Saved entries:
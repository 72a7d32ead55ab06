//! In-memory transport that records everything sent through it.
//!
//! Used by the tests and handy when embedding the router somewhere that collects replies
//! itself.

use std::sync::{Mutex, PoisonError};

use crate::{
    domain::event::{ChannelId, Destination, Outbound, UserId},
    port::transport::Transport
};

#[derive(Debug, Default)]
pub struct InMemoryTransport {
    sent: Mutex<Vec<Outbound>>
}

impl InMemoryTransport {
    pub fn new() -> Self {
        Self::default()
    }

    /// Everything sent so far, in send order
    pub fn sent(&self) -> Vec<Outbound> {
        self.sent.lock().unwrap_or_else(PoisonError::into_inner).clone()
    }

    /// Texts sent to one channel, in send order
    pub fn channel_texts(&self, channel_id: ChannelId) -> Vec<String> {
        self.sent()
            .into_iter()
            .filter(|o| o.destination == Destination::Channel(channel_id))
            .map(|o| o.text)
            .collect()
    }

    /// Texts sent privately to one user, in send order
    pub fn user_texts(&self, user_id: UserId) -> Vec<String> {
        self.sent()
            .into_iter()
            .filter(|o| o.destination == Destination::User(user_id))
            .map(|o| o.text)
            .collect()
    }

    fn push(&self, message: Outbound) {
        self.sent.lock().unwrap_or_else(PoisonError::into_inner).push(message);
    }
}

impl Transport for InMemoryTransport {
    fn send_to_channel(&self, channel_id: ChannelId, text: &str) {
        self.push(Outbound::to_channel(channel_id, text));
    }

    fn send_private_to_user(&self, user_id: UserId, text: &str) {
        self.push(Outbound::to_user(user_id, text));
    }
}
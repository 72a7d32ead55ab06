//! Chat commands understood by a session, and parsing of the private setup message.

use std::fmt::Display;

use serde::{Deserialize, Serialize};

pub const DEFAULT_START_COMMAND: &str = "!hangman-start";
pub const DEFAULT_RESET_COMMAND: &str = "!hangman-reset";

/// Control commands recognised in any message
#[derive(Debug, Clone, Copy, PartialEq, Eq)]
pub enum Command {
    Start,
    Reset
}

/// The command tokens a deployment answers to, compared case-insensitively against the
/// first word of a message
#[derive(Debug, Clone, PartialEq, Eq, Serialize, Deserialize)]
pub struct CommandSet {
    pub start: String,
    pub reset: String
}

impl Default for CommandSet {
    fn default() -> Self {
        Self::new(DEFAULT_START_COMMAND, DEFAULT_RESET_COMMAND)
    }
}

impl CommandSet {
    pub fn new(start: &str, reset: &str) -> Self {
        Self { start: start.trim().to_lowercase(), reset: reset.trim().to_lowercase() }
    }

    pub fn classify(&self, text: &str) -> Option<Command> {
        let first = text.split_whitespace().next()?.to_lowercase();
        if first == self.reset {
            Some(Command::Reset)
        } else if first == self.start {
            Some(Command::Start)
        } else {
            None
        }
    }
}

/// A valid setup message: the fail limit and the phrase to guess
#[derive(Debug, Clone, PartialEq, Eq)]
pub struct SetupRequest {
    pub max_fails: u32,
    pub secret:    String
}

/// One reason a setup message was refused
#[derive(Debug, Clone, Copy, PartialEq, Eq)]
pub enum SetupProblem {
    EmptyMessage,
    FailLimit { max_allowed: u32 },
    MissingSecret
}

impl Display for SetupProblem {
    fn fmt(&self, f: &mut std::fmt::Formatter<'_>) -> std::fmt::Result {
        match self {
            SetupProblem::EmptyMessage => write!(f, "Your message was empty. "),
            SetupProblem::FailLimit { max_allowed } => {
                write!(f, "Start with a number in the range 1 to {}. ", max_allowed)
            }
            SetupProblem::MissingSecret => write!(f, "Failed to identify a guessing sentence or word. ")
        }
    }
}

/// Every problem found in a setup message, reported together
#[derive(Debug, Clone, PartialEq, Eq)]
pub struct SetupRejection {
    pub problems: Vec<SetupProblem>
}

impl Display for SetupRejection {
    fn fmt(&self, f: &mut std::fmt::Formatter<'_>) -> std::fmt::Result {
        write!(f, "Failed to read your message. ")?;
        for problem in &self.problems {
            write!(f, "{}", problem)?;
        }
        Ok(())
    }
}

/// Upper-case, drop ASCII punctuation and collapse runs of whitespace into single spaces
pub fn normalize_setup(text: &str) -> String {
    let stripped: String = text.to_uppercase().chars().filter(|c| !c.is_ascii_punctuation()).collect();
    stripped.split_whitespace().collect::<Vec<_>>().join(" ")
}

/// Parse `<fails> <phrase...>` where `fails` is in `1..=max_allowed`
pub fn parse_setup(text: &str, max_allowed: u32) -> Result<SetupRequest, SetupRejection> {
    let normalized = normalize_setup(text);
    let words: Vec<&str> = normalized.split(' ').filter(|w| !w.is_empty()).collect();

    let mut problems = Vec::new();
    if words.is_empty() {
        problems.push(SetupProblem::EmptyMessage);
    }

    let max_fails = words.first().and_then(|w| w.parse::<u32>().ok()).filter(|n| (1..=max_allowed).contains(n));
    if max_fails.is_none() {
        problems.push(SetupProblem::FailLimit { max_allowed });
    }

    let secret = words.get(1..).map(|rest| rest.join(" ")).unwrap_or_default();
    if secret.is_empty() {
        problems.push(SetupProblem::MissingSecret);
    }

    match max_fails {
        Some(max_fails) if problems.is_empty() => Ok(SetupRequest { max_fails, secret }),
        _ => Err(SetupRejection { problems })
    }
}
//! # Hangman Bot Runner
//!
//! Runs the guild router against a line-oriented transport, for local play and for gateways
//! that speak JSON over a pipe.
//!
//! ## Usage
//!
//! ```bash
//! # Built-in gallows, one lane per spare hardware thread
//! hangman
//!
//! # Custom stage graphics on two lanes
//! hangman --stages art/gallows.txt --lanes 2
//! ```
//!
//! Each stdin line is an event such as
//! `{"author_id":1,"author_name":"ann","channel":{"kind":"group","group_id":7,"channel_id":70},"text":"!hangman-start"}`;
//! each stdout line is a message such as `{"destination":{"to":"channel","id":70},"text":"..."}`.
//! Logs go to stderr and are filtered with `RUST_LOG`.

use std::sync::Arc;

use anyhow::Result;
use clap::Parser;
use hangman::{
    GroupRouter, HangmanCli, InboundEvent, adapter::console::ConsoleTransport, domain::constant::app, load_settings
};
use tokio::io::{AsyncBufReadExt, BufReader};
use tracing::{Level, event};

#[tokio::main]
async fn main() -> Result<()> {
    tracing_subscriber::fmt()
        .with_env_filter(
            tracing_subscriber::EnvFilter::try_from_default_env().unwrap_or_else(|_| "info,hangman=info".into())
        )
        .with_writer(std::io::stderr)
        .with_target(false)
        .init();

    let cli = HangmanCli::parse();
    let settings = cli.apply(load_settings(cli.config.as_deref())?);
    let stages = settings.load_stages()?;

    let (console, writer) = ConsoleTransport::spawn();
    let router = GroupRouter::spawn(&settings, Arc::new(console), stages).await?;
    event!(Level::INFO, event = app::STARTED, lanes = %router.lane_count());

    let mut lines = BufReader::new(tokio::io::stdin()).lines();
    loop {
        tokio::select! {
            line = lines.next_line() => match line? {
                Some(line) => feed(&router, &line),
                None => {
                    event!(Level::DEBUG, event = app::INPUT_CLOSED);
                    break;
                }
            },
            _ = tokio::signal::ctrl_c() => {
                event!(Level::INFO, event = app::INTERRUPTED);
                break;
            }
        }
    }

    let stats = router.stats().await?;
    router.shutdown().await;
    writer.await?;

    event!(Level::INFO, event = app::STOPPED, groups = %stats.groups, events_handled = %stats.events_handled());
    Ok(())
}

/// Decode one input line and dispatch it; bad lines are logged and skipped
fn feed(router: &GroupRouter, line: &str) {
    let line = line.trim();
    if line.is_empty() {
        return;
    }
    match serde_json::from_str::<InboundEvent>(line) {
        Ok(inbound) => {
            router.dispatch(inbound);
        }
        Err(e) => event!(Level::WARN, event = app::INPUT_REJECTED, error = %e)
    }
}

*What is being asked*
Collect each line above holding the string "join".

*Your solution*
    stripped.split_whitespace().collect::<Vec<_>>().join(" ")
    let secret = words.get(1..).map(|rest| rest.join(" ")).unwrap_or_default();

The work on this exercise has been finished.